Agricultural Bioinformatics Key Laboratory of Hubei Province, Hubei Engineering Technology Research Center of Agricultural Big Data, College of Informatics, Huazhong Agricultural University, Wuhan, China.
School of Biomedical Sciences, The Chinese University of Hong Kong, Hong Kong, China.
Front Immunol. 2020 Sep 10;11:2131. doi: 10.3389/fimmu.2020.02131. eCollection 2020.
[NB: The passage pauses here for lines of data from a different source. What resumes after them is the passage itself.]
//! Obstacle spawning and off-screen cleanup

use glam::Vec2;
use rand::{Rng, SeedableRng};
use rand_pcg::Pcg32;

use super::state::{LightHandle, Obstacle, ObstacleKind, Viewport};
use super::timer::RepeatingTimer;
use crate::consts::*;
use crate::tuning::MovementMode;

/// Per-spawn parameters decided by the controller
#[derive(Debug, Clone, Copy)]
pub struct SpawnParams {
    pub viewport: Viewport,
    pub movement: MovementMode,
    /// Downward speed given to the new obstacle
    pub fall_speed: f32,
    /// Attach a light to the new obstacle
    pub with_light: bool,
}

/// Drops obstacles on a wall-clock cadence
#[derive(Debug, Clone)]
pub struct ObstacleSpawner {
    timer: RepeatingTimer,
    rng: Pcg32,
    next_id: u32,
    next_light: u32,
    spawned: u64,
}

impl ObstacleSpawner {
    /// Spawner whose first obstacle drops on the first clock advance
    pub fn new(seed: u64, interval_ms: f64) -> Self {
        Self {
            timer: RepeatingTimer::immediate(interval_ms),
            rng: Pcg32::seed_from_u64(seed),
            next_id: 1,
            next_light: 1,
            spawned: 0,
        }
    }

    /// Advance the spawn timer; returns how many obstacles are due
    pub fn due(&mut self, dt_ms: f64) -> u32 {
        self.timer.advance(dt_ms)
    }

    pub fn set_interval(&mut self, interval_ms: f64) {
        if (self.timer.period_ms() - interval_ms).abs() > f64::EPSILON {
            log::debug!("Spawn interval {} -> {} ms", self.timer.period_ms(), interval_ms);
            self.timer.set_period(interval_ms);
        }
    }

    pub fn interval_ms(&self) -> f64 {
        self.timer.period_ms()
    }

    /// Cancel future spawns
    pub fn stop(&mut self) {
        self.timer.stop();
    }

    pub fn is_active(&self) -> bool {
        self.timer.is_active()
    }

    /// Total obstacles created by this spawner
    pub fn spawned(&self) -> u64 {
        self.spawned
    }

    /// Create one obstacle just above the top edge and add it to `obstacles`
    pub fn spawn_one(&mut self, obstacles: &mut Vec<Obstacle>, params: SpawnParams) -> u32 {
        let viewport = params.viewport;
        let (x, lane) = match params.movement {
            MovementMode::Lanes => {
                let lane = self.rng.random_range(0..LANE_COUNT);
                (viewport.lanes()[lane], Some(lane))
            }
            MovementMode::Free => {
                let half = OBSTACLE_WIDTH / 2.0;
                let max = (viewport.width - half).max(half);
                let x = if max > half {
                    self.rng.random_range(half..=max)
                } else {
                    half
                };
                (x, None)
            }
        };
        let kind = if self.rng.random_bool(0.5) {
            ObstacleKind::Car
        } else {
            ObstacleKind::Hurdle
        };
        let light = params.with_light.then(|| {
            let handle = LightHandle(self.next_light);
            self.next_light += 1;
            handle
        });

        let id = self.next_id;
        self.next_id += 1;
        self.spawned += 1;

        obstacles.push(Obstacle {
            id,
            kind,
            pos: Vec2::new(x, -OBSTACLE_HEIGHT / 2.0),
            fall_speed: params.fall_speed,
            lane,
            light,
        });
        log::debug!("Spawned {:?} #{} at x={:.0}", kind, id, x);
        id
    }

    /// Remove every obstacle that has travelled `margin` past the bottom edge.
    ///
    /// Removed obstacles are returned in their original order; each one
    /// leaves the active set exactly once.
    pub fn sweep_and_clean(
        obstacles: &mut Vec<Obstacle>,
        viewport: &Viewport,
        margin: f32,
    ) -> Vec<Obstacle> {
        if !obstacles.iter().any(|o| o.is_past(viewport, margin)) {
            return Vec::new();
        }
        let (gone, kept): (Vec<_>, Vec<_>) = std::mem::take(obstacles)
            .into_iter()
            .partition(|o| o.is_past(viewport, margin));
        *obstacles = kept;
        gone
    }
}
Host genomic alterations are closely related to dysfunction of CD4 T lymphocytes in the HIV-host interplay. However, the roles of aberrant DNA methylation and gene expression in the response to HIV infection are not fully understood. We investigated the genome-wide DNA methylation and transcriptomic profiles in two HIV-infected T lymphocyte cell lines using high-throughput sequencing. Based on DNA methylation data, we identified 3,060 hypomethylated differentially methylated regions (DMRs) and 2,659 hypermethylated DMRs in HIV-infected cells. Transcription-factor-binding motifs were significantly associated with methylation alterations, suggesting that DNA methylation modulates gene expression by affecting the binding to transcription factors during HIV infection. In support of this hypothesis, genes with promoters overlapping with DMRs were enriched in the biological function related to transcription factor activities. Furthermore, the analysis of gene expression data identified 1,633 upregulated genes and 2,142 downregulated genes on average in HIV-infected cells. These differentially expressed genes (DEGs) were significantly enriched in apoptosis-related pathways. Our results suggest alternative splicing as an additional mechanism that may contribute to T-cell apoptosis during HIV infection. We also demonstrated a genome-scale correlation between DNA methylation and gene expression in HIV-infected cells. We identified 831 genes with alterations in both DNA methylation and gene expression, which were enriched in apoptosis. Our results were validated using various experimental methods. In addition, consistent with our results, a luciferase assay showed that the activity of the and promoters was significantly decreased in the presence of HIV proteins, indicating the potential of these genes as genetic markers of HIV infection. Our results suggest important roles for DNA methylation and gene expression regulation in T-cell apoptosis during HIV infection. We propose a list of novel genes related to these processes for further investigation. This study also provides a comprehensive characterization of changes occurring at the transcriptional and epigenetic levels in T cells in response to HIV infection.
宿主基因组的改变与 HIV 宿主相互作用中 CD4 T 淋巴细胞功能障碍密切相关。然而,异常的 DNA 甲基化和基因表达在 HIV 感染反应中的作用尚不完全清楚。我们使用高通量测序研究了两种 HIV 感染的 T 淋巴细胞系的全基因组 DNA 甲基化和转录组谱。基于 DNA 甲基化数据,我们在 HIV 感染的细胞中鉴定出 3060 个低甲基化差异甲基化区域(DMR)和 2659 个高甲基化 DMR。转录因子结合基序与甲基化改变显著相关,表明 DNA 甲基化通过影响 HIV 感染过程中与转录因子的结合来调节基因表达。支持这一假设,与 DMR 重叠的启动子的基因富集在与转录因子活性相关的生物学功能中。此外,对基因表达数据的分析表明,HIV 感染的细胞中平均有 1633 个上调基因和 2142 个下调基因。这些差异表达基因(DEGs)显著富集在凋亡相关途径中。我们的结果表明,选择性剪接可能是 HIV 感染过程中 T 细胞凋亡的另一种机制。我们还证明了 HIV 感染细胞中 DNA 甲基化和基因表达之间存在全基因组相关性。我们鉴定出 831 个在 DNA 甲基化和基因表达中都发生改变的基因,这些基因在凋亡中富集。我们的结果使用各种实验方法进行了验证。此外,与我们的结果一致,荧光素酶测定表明,在存在 HIV 蛋白的情况下,和 启动子的活性显著降低,表明这些基因作为 HIV 感染遗传标记的潜力。我们的结果表明,DNA 甲基化和基因表达调控在 HIV 感染过程中的 T 细胞凋亡中起着重要作用。我们提出了一组与这些过程相关的新基因,以供进一步研究。本研究还提供了 HIV 感染后 T 细胞在转录和表观遗传水平上发生变化的全面特征。